→ **What you should do**
Look through the data below and, wherever a line carries the word "RemoveHolesReport", please copy that line.

→ **Excerpts from a dataset**
• • • • •

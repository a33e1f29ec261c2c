// SPDX-License-Identifier: Apache-2.0
// Copyright (c) 2025 Meshpress Inc.

//! Hole detection and filling
//!
//! Boundary loops are classified before filling. Loops on sheet-like
//! components (a large share of boundary edges) are surfacic gaps. On
//! solid-like components, two coaxial loops form a through hole and a lone
//! loop is a blind hole. Filling adds a centroid fan that matches the
//! winding of the surrounding faces.

use crate::geometry::topology::{self, EdgeKind, EdgeMap};
use crate::geometry::{Mesh, Triangle, Vertex};
use crate::scene::{OccurrenceId, Scene};
use nalgebra::{Point3, Vector3};
use serde::{Deserialize, Serialize};

#[derive(Debug, Clone, Copy, Serialize, Deserialize)]
#[serde(default)]
pub struct RemoveHolesOptions {
    pub fill_through: bool,
    pub fill_blind: bool,
    pub fill_surfacic: bool,
    /// Holes wider than this stay open. The diameter is estimated from the
    /// loop bounding box.
    pub max_diameter: f64,
}

impl Default for RemoveHolesOptions {
    fn default() -> Self {
        Self {
            fill_through: true,
            fill_blind: false,
            fill_surfacic: false,
            max_diameter: 10.0,
        }
    }
}

#[derive(Debug, Clone, Copy, Default, Serialize)]
pub struct RemoveHolesReport {
    pub loops_found: usize,
    pub filled_through: usize,
    pub filled_blind: usize,
    pub filled_surfacic: usize,
    pub skipped: usize,
    pub added_triangles: usize,
}

#[derive(Debug, Clone, Copy, PartialEq, Eq)]
enum HoleKind {
    Through,
    Blind,
    Surfacic,
}

// A component with more boundary than this is a sheet, not a solid with
// openings
const SHEET_BOUNDARY_SHARE: f64 = 0.25;
// Cosine bound for the coaxial test pairing through-hole rims
const COAXIAL_ALIGNMENT: f64 = 0.6;

/// Detect and fill holes on every part under `root`.
pub fn remove_holes(
    scene: &mut Scene,
    root: OccurrenceId,
    options: &RemoveHolesOptions,
) -> RemoveHolesReport {
    let mut report = RemoveHolesReport::default();
    for part in scene.parts_under(root) {
        fill_mesh_holes(scene.part_mesh_mut(part), options, &mut report);
    }
    log::info!(
        "remove_holes: {} loops, filled {} through / {} blind / {} surfacic",
        report.loops_found,
        report.filled_through,
        report.filled_blind,
        report.filled_surfacic
    );
    report
}

fn fill_mesh_holes(mesh: &mut Mesh, options: &RemoveHolesOptions, report: &mut RemoveHolesReport) {
    let loops = topology::boundary_loops(mesh);
    if loops.is_empty() {
        return;
    }
    report.loops_found += loops.len();

    let kinds = classify_loops(mesh, &loops);

    let mut filled_any = false;
    for (cycle, kind) in loops.iter().zip(&kinds) {
        let diameter = loop_diameter(mesh, cycle);
        let enabled = match kind {
            HoleKind::Through => options.fill_through,
            HoleKind::Blind => options.fill_blind,
            HoleKind::Surfacic => options.fill_surfacic,
        };
        if !enabled || diameter > options.max_diameter {
            report.skipped += 1;
            continue;
        }

        fill_loop(mesh, cycle);
        filled_any = true;
        report.added_triangles += cycle.len();
        match kind {
            HoleKind::Through => report.filled_through += 1,
            HoleKind::Blind => report.filled_blind += 1,
            HoleKind::Surfacic => report.filled_surfacic += 1,
        }
    }

    if filled_any {
        mesh.recompute_normals();
    }
}

fn classify_loops(mesh: &Mesh, loops: &[Vec<usize>]) -> Vec<HoleKind> {
    let edges = EdgeMap::build(mesh);
    let components = topology::connected_components(mesh);

    let mut component_of_face = vec![0usize; mesh.triangle_count()];
    for (c, faces) in components.iter().enumerate() {
        for &f in faces {
            component_of_face[f] = c;
        }
    }

    // Boundary share per component decides sheet vs solid
    let mut edge_totals = vec![0usize; components.len()];
    let mut boundary_totals = vec![0usize; components.len()];
    let mut owner_of_boundary_edge: ahash::AHashMap<(usize, usize), usize> =
        ahash::AHashMap::new();
    for (key, kind) in edges.iter() {
        let component = component_of_face[kind.faces()[0]];
        edge_totals[component] += 1;
        if let EdgeKind::Boundary(face) = kind {
            boundary_totals[component] += 1;
            owner_of_boundary_edge.insert(*key, *face);
        }
    }

    let loop_component = |cycle: &[usize]| -> usize {
        let key = topology::edge_key(cycle[0], cycle[1]);
        let face = owner_of_boundary_edge[&key];
        component_of_face[face]
    };

    let centroids: Vec<Point3<f64>> = loops.iter().map(|c| loop_centroid(mesh, c)).collect();
    let normals: Vec<Vector3<f64>> = loops.iter().map(|c| loop_normal(mesh, c)).collect();
    let loop_components: Vec<usize> = loops.iter().map(|c| loop_component(c)).collect();
    let on_sheet: Vec<bool> = loop_components
        .iter()
        .map(|&component| {
            let total = edge_totals[component].max(1);
            boundary_totals[component] as f64 / total as f64 > SHEET_BOUNDARY_SHARE
        })
        .collect();

    let mut kinds = vec![HoleKind::Blind; loops.len()];
    let mut paired = vec![false; loops.len()];
    for i in 0..loops.len() {
        if on_sheet[i] {
            kinds[i] = HoleKind::Surfacic;
            continue;
        }
        if paired[i] {
            kinds[i] = HoleKind::Through;
            continue;
        }
        for j in i + 1..loops.len() {
            if on_sheet[j] || paired[j] || loop_components[i] != loop_components[j] {
                continue;
            }
            let axis = centroids[j] - centroids[i];
            if axis.norm() < 1e-9 {
                continue;
            }
            let axis = axis.normalize();
            if axis.dot(&normals[i]).abs() > COAXIAL_ALIGNMENT
                && axis.dot(&normals[j]).abs() > COAXIAL_ALIGNMENT
            {
                paired[i] = true;
                paired[j] = true;
                kinds[i] = HoleKind::Through;
                break;
            }
        }
    }

    kinds
}

fn loop_centroid(mesh: &Mesh, cycle: &[usize]) -> Point3<f64> {
    let mut sum = Vector3::zeros();
    for &v in cycle {
        sum += mesh.vertices[v].position.coords;
    }
    Point3::from(sum / cycle.len() as f64)
}

/// Newell plane normal of the loop polygon.
fn loop_normal(mesh: &Mesh, cycle: &[usize]) -> Vector3<f64> {
    let mut normal = Vector3::zeros();
    for i in 0..cycle.len() {
        let p = mesh.vertices[cycle[i]].position;
        let q = mesh.vertices[cycle[(i + 1) % cycle.len()]].position;
        normal.x += (p.y - q.y) * (p.z + q.z);
        normal.y += (p.z - q.z) * (p.x + q.x);
        normal.z += (p.x - q.x) * (p.y + q.y);
    }
    if normal.norm() > 1e-12 {
        normal.normalize()
    } else {
        Vector3::zeros()
    }
}

fn loop_diameter(mesh: &Mesh, cycle: &[usize]) -> f64 {
    crate::geometry::Aabb::from_points(cycle.iter().map(|&v| &mesh.vertices[v].position))
        .diagonal()
}

/// Fan from the loop centroid. The loop follows the winding of the owning
/// faces, so the reversed edge keeps the cap consistent with them.
fn fill_loop(mesh: &mut Mesh, cycle: &[usize]) {
    let center = mesh.add_vertex(Vertex::at(loop_centroid(mesh, cycle)));
    for i in 0..cycle.len() {
        let a = cycle[i];
        let b = cycle[(i + 1) % cycle.len()];
        mesh.add_triangle(Triangle::new([b, a, center]));
    }
}

#[cfg(test)]
mod tests {
    use super::*;
    use crate::geometry::primitives;
    use nalgebra::Matrix4;
    use std::f64::consts::PI;

    fn scene_with(mesh: Mesh) -> (Scene, OccurrenceId) {
        let mut scene = Scene::new("holes");
        let root = scene.root();
        scene.add_part(root, "part", Matrix4::identity(), mesh);
        (scene, root)
    }

    /// Tube wall with several rings of quads, so boundary edges are a small
    /// share and the shell classifies as a solid with two openings.
    fn ringed_tube(height: f64, radius: f64, segments: usize, rings: usize) -> Mesh {
        let mut mesh = Mesh::new();
        let mut prev: Vec<usize> = Vec::new();
        for k in 0..=rings {
            let z = height * k as f64 / rings as f64;
            let ring: Vec<usize> = (0..segments)
                .map(|i| {
                    let angle = 2.0 * PI * i as f64 / segments as f64;
                    let (sin, cos) = angle.sin_cos();
                    mesh.add_vertex(Vertex::new(
                        Point3::new(radius * cos, radius * sin, z),
                        Vector3::new(cos, sin, 0.0),
                    ))
                })
                .collect();
            if k > 0 {
                for i in 0..segments {
                    let n = (i + 1) % segments;
                    mesh.add_triangle(Triangle::new([prev[i], ring[i], prev[n]]));
                    mesh.add_triangle(Triangle::new([ring[i], ring[n], prev[n]]));
                }
            }
            prev = ring;
        }
        mesh
    }

    #[test]
    fn test_through_hole_rims_are_paired_and_filled() {
        let segments = 12;
        let tube = ringed_tube(4.0, 1.0, segments, 4);
        let (mut scene, root) = scene_with(tube);

        let report = remove_holes(&mut scene, root, &RemoveHolesOptions::default());
        assert_eq!(report.loops_found, 2);
        assert_eq!(report.filled_through, 2);
        assert_eq!(report.added_triangles, 2 * segments);

        let part = scene.parts_under(root)[0];
        let edges = EdgeMap::build(scene.part_mesh(part));
        assert!(edges.is_closed());
    }

    #[test]
    fn test_through_rims_not_filled_as_blind() {
        let tube = ringed_tube(4.0, 1.0, 12, 4);
        let (mut scene, root) = scene_with(tube);

        let options = RemoveHolesOptions {
            fill_through: false,
            fill_blind: true,
            fill_surfacic: false,
            max_diameter: 10.0,
        };
        let report = remove_holes(&mut scene, root, &options);
        assert_eq!(report.filled_through, 0);
        assert_eq!(report.filled_blind, 0);
        assert_eq!(report.skipped, 2);
    }

    #[test]
    fn test_short_tube_is_surfacic() {
        let segments = 12;
        let tube = primitives::open_tube(2.0, 1.0, segments as u32);
        let (mut scene, root) = scene_with(tube);

        // Default options leave surfacic gaps open
        let untouched = remove_holes(&mut scene, root, &RemoveHolesOptions::default());
        assert_eq!(untouched.filled_through, 0);
        assert_eq!(untouched.skipped, 2);

        let options = RemoveHolesOptions {
            fill_through: false,
            fill_blind: false,
            fill_surfacic: true,
            max_diameter: 10.0,
        };
        let report = remove_holes(&mut scene, root, &options);
        assert_eq!(report.filled_surfacic, 2);

        let part = scene.parts_under(root)[0];
        assert!(EdgeMap::build(scene.part_mesh(part)).is_closed());
    }

    #[test]
    fn test_cup_rim_is_blind() {
        // Ringed tube plus a bottom cap: one rim opening remains
        let segments = 12;
        let mut mesh = ringed_tube(4.0, 1.0, segments, 4);
        let bottom: Vec<usize> = (0..segments).collect();
        let center = mesh.add_vertex(Vertex::at(Point3::new(0.0, 0.0, 0.0)));
        for i in 0..segments {
            let n = (i + 1) % segments;
            mesh.add_triangle(Triangle::new([center, bottom[n], bottom[i]]));
        }
        let (mut scene, root) = scene_with(mesh);

        let options = RemoveHolesOptions {
            fill_through: false,
            fill_blind: true,
            fill_surfacic: false,
            max_diameter: 10.0,
        };
        let report = remove_holes(&mut scene, root, &options);
        assert_eq!(report.loops_found, 1);
        assert_eq!(report.filled_blind, 1);

        let part = scene.parts_under(root)[0];
        assert!(EdgeMap::build(scene.part_mesh(part)).is_closed());
    }

    #[test]
    fn test_wide_holes_stay_open() {
        let tube = ringed_tube(4.0, 20.0, 12, 4);
        let (mut scene, root) = scene_with(tube);
        let before = scene.polygon_count(root);

        let report = remove_holes(&mut scene, root, &RemoveHolesOptions::default());
        assert_eq!(report.skipped, 2);
        assert_eq!(report.added_triangles, 0);
        assert_eq!(scene.polygon_count(root), before);
    }
}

• • • • •

→ **Task solution**
pub struct RemoveHolesReport {
) -> RemoveHolesReport {
    let mut report = RemoveHolesReport::default();
fn fill_mesh_holes(mesh: &mut Mesh, options: &RemoveHolesOptions, report: &mut RemoveHolesReport) {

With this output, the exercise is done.